Spilling The Beans About Coffee Packaging
Everywhere, it seems, people are drinking coffee — at home, in the office, in their cars and at restaurants. Consumers are estimated to drink approximately 1.4 billion cups per day. Consequently, it’s not surprising that coffee reportedly is the most widely used product in the world after oil.
The rise in coffee consumption continues to grow, according to Felipe Sixto, sales director at Sixto Packaging. And with the growth in consumption, the market for coffee packaging also is flourishing. A recent study by Marketresearch.biz forecasts that the global coffee packaging market is expected to grow at a compounded annual rate of 6.8 percent through 2026. Sixto points to dramatic growth for packaging in the retail and food service channels, with growing demand from restaurants, hotels and office cafeterias. Many retailers also are developing their own private brands.
Coffee comes in all types of packaging, from glass bottles and cans for ready-to-drink (RTD) brews to pods for use in single-serve coffee makers. However, flexible packaging remains one of the most popular forms of coffee packaging, including stand-up pouches, side-gusseted bags, flat-bottom bags, vacuum pouches, pillow pouches and even sachets.
The global market for coffee packaging is highly fragmented with a large number of producers worldwide. While large producers like Starbucks, Folgers, Maxwell House, Dunkin Donuts dominate the U.S. market, there is a growing number of specialty producers. These specialty producers rely heavily on novelties in their packaging techniques to differentiate their products in this highly competitive market.
Coffee packaging is designed to keep coffee fresh and it has a direct impact on the taste of the beans. The packaging must provide protection against direct contact with oxygen, which can create harmful microorganisms that can affect flavor.
According to various market reports, prominent North American producers of flexible packaging for coffee include Sonoco Products, Sixto Packaging, Amcor Limited, ProAmpac, WestRock, Co Pack, Inc., Crown Holdings, Mondi, Pacific Bag, Amcor Flexibles, Novolex, DS Smith PLC, and PBFY Flexible Packaging.
Most specialty coffee is roasted and sold in 12 oz. flexible foil, side-gusseted bags or stand-up pouches with one-way degassing valves. Sixto says another emerging style is the flat-bottom pouch, first launched in 2011. While many pouches have traditionally used tin ties for reclosure, he says many specialty roasters are beginning to use pocket zippers to preserve freshness after the packaging has been opened.
The favored design is no longer shiny foil, but muted matte surfaces or even pa - per exteriors on a bag that uses foil for its barrier properties. Studies indicate that green coffee beans preserved in barrier bags such as foil or EVOH for shipment retain better grading than those exposed to the atmosphere throughout the supply chain.
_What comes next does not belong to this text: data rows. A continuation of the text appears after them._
//! Presence payloads shared by the unit tests.

use serde_json::{json, Value};

/// A presence object shaped like the service's, listening to music and
/// running one game.
pub(crate) fn presence_json(status: &str) -> Value {
    json!({
        "discord_user": {
            "id": "94490510688792576",
            "username": "phin",
            "global_name": "Phineas",
            "discriminator": "0",
            "avatar": "a_1b2c3d"
        },
        "discord_status": status,
        "active_on_discord_desktop": true,
        "active_on_discord_mobile": false,
        "active_on_discord_web": false,
        "listening_to_spotify": true,
        "spotify": {
            "track_id": "4uLU6hMCjMI75M1A2tKUQC",
            "song": "Never Gonna Give You Up",
            "artist": "Rick Astley",
            "album": "Whenever You Need Somebody",
            "album_art_url": "https://i.scdn.co/image/ab67616d0000b273",
            "timestamps": { "start": 1700000000000i64, "end": 1700000213000i64 }
        },
        "activities": [
            {
                "type": 2,
                "name": "Spotify",
                "details": "Never Gonna Give You Up",
                "state": "Rick Astley",
                "assets": { "large_image": "spotify:ab67616d0000b273" }
            },
            {
                "type": 0,
                "name": "Visual Studio Code",
                "details": "Editing lib.rs",
                "state": "Workspace: lanyard",
                "application_id": "383226320970055681",
                "assets": {
                    "large_image": "565944799046533130",
                    "large_text": "Editing a RUST file"
                },
                "timestamps": { "start": 1700000000000i64 }
            }
        ],
        "kv": {}
    })
}

/// A minimal presence object with no activities.
pub(crate) fn bare_presence_json(status: &str) -> Value {
    json!({
        "discord_user": { "id": "94490510688792576", "username": "phin" },
        "discord_status": status,
        "activities": [],
        "spotify": null
    })
}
It is now common for highquality coffee to be bagged in a plastic barrier bag inside the burlap sacks that are shipped from growers to roasters.
For a product that is often claimed to have natural benefits, sustainable and eco-friendly packaging is important to many brand owners. Some barrier bags are made from renewable materials that will break down in composting or use #2 polyethylene or EVOH films that are potentially recyclable where accepted by local recycling companies. However, Sixto says, this can be an expensive option.
He says that many companies are incorporating design elements into their coffee packaging, such as bold graphics and windows to see the product. The flexible packaging usually provides more surface for marketing messages to help sell the product and provide required information.
While most pouches for coffee are printed on flexo presses, Sixto says some smaller coffee companies requiring short runs are using digital printing. Digital printing can be economically feasible for small runs and allows specialty brands to include personalization, augmented reality or detailed information on the sourcing of the beans. While many brands are utilizing minimalistic designs to create a clean label, he says, others are employing several colors in intricate graphics.
As Transparency Market Research states in their recent study: “Leading companies in the market are empha - sizing innovations, which is likely to generate substantial growth opportunities in the next few years… Furthermore, the packaging industry has been going through several technological developments, which are likely to work in favor with the coffee packaging market … Key players in the market are making ardent efforts to launch airtight, innovative and attractive packaging for coffee, which is anticipated to accelerate the development of the market in the near future.”